1) Информируйте пациента о предстоящей манипуляции и ходе ее выполнения.
2) Отгородите пациента ширмой, наденьте перчатки.
3) Подложите клеенку под пациента.
4) "Варежкой" или губкой смоченной в воде, оботрите пациенту шею, грудь, руки.
5) Вытрите эти части тела полотенцем насухо и прикройте его одеялом.
6) Оботрите затем живот, потом спину и нижние конечности и вытрите их насухо и закройте одеялом.
7) Уберите клеенку, ширму, снимите перчатки.
8) Обработайте губку, перчатки, клеенку в соответствии и требованиями санэпидрежима.
Оценка достигнутых результатов. приведена частичная или полная' санитарная обработка пациента.
Обучение пациента или его родственников: консультативный тип вмешательства в соответствии с вышеописанной последовательностью действий медицинской сестры.
Примечания:
1) Способ санитарной обработки определяет врач.
2) Присутствие медсестры во время санитарной обработки пациента обязательно.
3) Окажите первую медицинскую помощь при ухудшении состояния и сообщите врачу.
|
|
4) Контролируйте температуру воды рукой при направлении ее на пациента.
ОФОРМЛЕНИЕ ТИТУЛЬНОГО ЛИСТА "МЕДИЦИНСКОЙ КАРТЫ" СТАЦИОНАРНОГО БОЛЬНОГО.
Цель: собрать информацию о пациенте и оформить титульный лист учебной и стационарной истории болезни.
Показания: для регистрации вновь поступающего пациента в стационар.
Оснащение:
1) Учебная история болезни, история болезни стационара.
2) Авторучка.
Возможные проблемы пациента: при невозможности сбора информации у пациента (глухонемой, в коме и так далее) собрать информацию из документации пациента, у сопровождающих и других запрашивается медицинская карта из поликлиники.
Последовательность действий медсестры с обеспечением безопасности окружающей среды:
1) Информируйте пациента о предстоящей манипуляции и ходе ее выполнения, установите с ним доверительные отношения и получите согласие на проведение манипуляции.
2) Дата и время поступления (для экстренных пациентов с точностью до минуты), номер истории болезни,
3) Фамилия Имя Отчество.
4) Год рождения.
5) Домашний адрес и телефон.
6) С кем живет или адрес и телефон родственников.

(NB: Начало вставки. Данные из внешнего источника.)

//! HTML utility functions.
//!
//! - `escape()` - HTML entity escaping for report output
//! - `is_void_element()` - Elements that never take a closing tag
//! - `is_raw_text_element()` - Elements whose content is not markup
//! - `has_optional_end_tag()` - Elements whose end tag may be omitted
//! - `parse_attributes()` - Attribute string parsing

use std::borrow::Cow;

// =============================================================================
// HTML Escaping
// =============================================================================

const ESCAPE_CHARS: [char; 5] = ['<', '>', '&', '"', '\''];

#[inline]
fn escape_char(c: char) -> Option<&'static str> {
    match c {
        '<' => Some("&lt;"),
        '>' => Some("&gt;"),
        '&' => Some("&amp;"),
        '"' => Some("&quot;"),
        '\'' => Some("&#39;"),
        _ => None,
    }
}

/// Escape HTML special characters in text content.
///
/// Uses `Cow` to avoid allocation when no escaping is needed.
#[inline]
pub fn escape(s: &str) -> Cow<'_, str> {
    if !s.contains(&ESCAPE_CHARS[..]) {
        return Cow::Borrowed(s);
    }

    let mut result = String::with_capacity(s.len() + 8);
    for c in s.chars() {
        match escape_char(c) {
            Some(entity) => result.push_str(entity),
            None => result.push(c),
        }
    }
    Cow::Owned(result)
}

// =============================================================================
// Element Classification
// =============================================================================

/// Check if an HTML tag is a void element (self-closing).
#[inline]
pub fn is_void_element(tag: &str) -> bool {
    matches!(
        tag,
        "area"
            | "base"
            | "br"
            | "col"
            | "embed"
            | "hr"
            | "img"
            | "input"
            | "link"
            | "meta"
            | "param"
            | "source"
            | "track"
            | "wbr"
    )
}

/// Check if tag is a raw text element (content is not parsed as markup).
#[inline]
pub fn is_raw_text_element(tag: &str) -> bool {
    matches!(tag, "script" | "style" | "textarea" | "title")
}

/// Elements whose end tag may be implied by a following sibling or parent close.
#[inline]
pub fn has_optional_end_tag(tag: &str) -> bool {
    matches!(
        tag,
        "html"
            | "head"
            | "body"
            | "li"
            | "p"
            | "dt"
            | "dd"
            | "option"
            | "optgroup"
            | "tr"
            | "td"
            | "th"
            | "thead"
            | "tbody"
            | "tfoot"
            | "colgroup"
    )
}

// =============================================================================
// Attribute Parsing
// =============================================================================

/// Parse HTML-style attributes from a string.
///
/// Input: `class="item" ng-click='go()' disabled`
/// Output: `vec![("class", "item"), ("ng-click", "go()"), ("disabled", "")]`
pub fn parse_attributes(s: &str) -> Vec<(String, String)> {
    let mut attrs = Vec::new();
    let mut chars = s.chars().peekable();

    while let Some(c) = chars.next() {
        if c.is_whitespace() || c == '/' {
            continue;
        }

        let mut name = String::from(c);
        while let Some(next) = chars.next_if(|n| *n != '=' && !n.is_whitespace()) {
            name.push(next);
        }

        while chars.next_if(|c| c.is_whitespace()).is_some() {}

        if chars.next_if_eq(&'=').is_none() {
            attrs.push((name, String::new()));
            continue;
        }

        while chars.next_if(|c| c.is_whitespace()).is_some() {}

        let mut value = String::new();
        match chars.next_if(|c| *c == '"' || *c == '\'') {
            Some(quote) => {
                for c in chars.by_ref() {
                    if c == quote {
                        break;
                    }
                    value.push(c);
                }
            }
            None => {
                while let Some(c) = chars.next_if(|c| !c.is_whitespace()) {
                    value.push(c);
                }
            }
        }
        attrs.push((name, value));
    }

    attrs
}

// =============================================================================
// Tests
// =============================================================================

7) Профессия и место работы, рабочий телефон.
8) Откуда и кем доставлен, телефон ЛПУ.
9) Диагноз направившего учреждения.
10) Куда отправлен пациент из приемного отделения.
11) Имеет ли аллергические реакции и на что.
12) Контакты с другими больными в быту или где-либо еще.
На титульном листе дополнительно делают отметки:
§ Педикулез - Pd (+) эпид №, дата регистрации и время обработки, подпись медицинской сестры, Pd (-), разновидность Pd.
- Гепатит - если болел, то ставится год, месяц и Д, форма перенесенного гепатита.
- Чесотка - (Sk), эпид №, дата регистрации и подпись медицинской сестры.
Оценка достигнутых результатов. Собранная информация о пациенте является достоверной. Заполнены титульные листы учебной и стандартной истории болезни.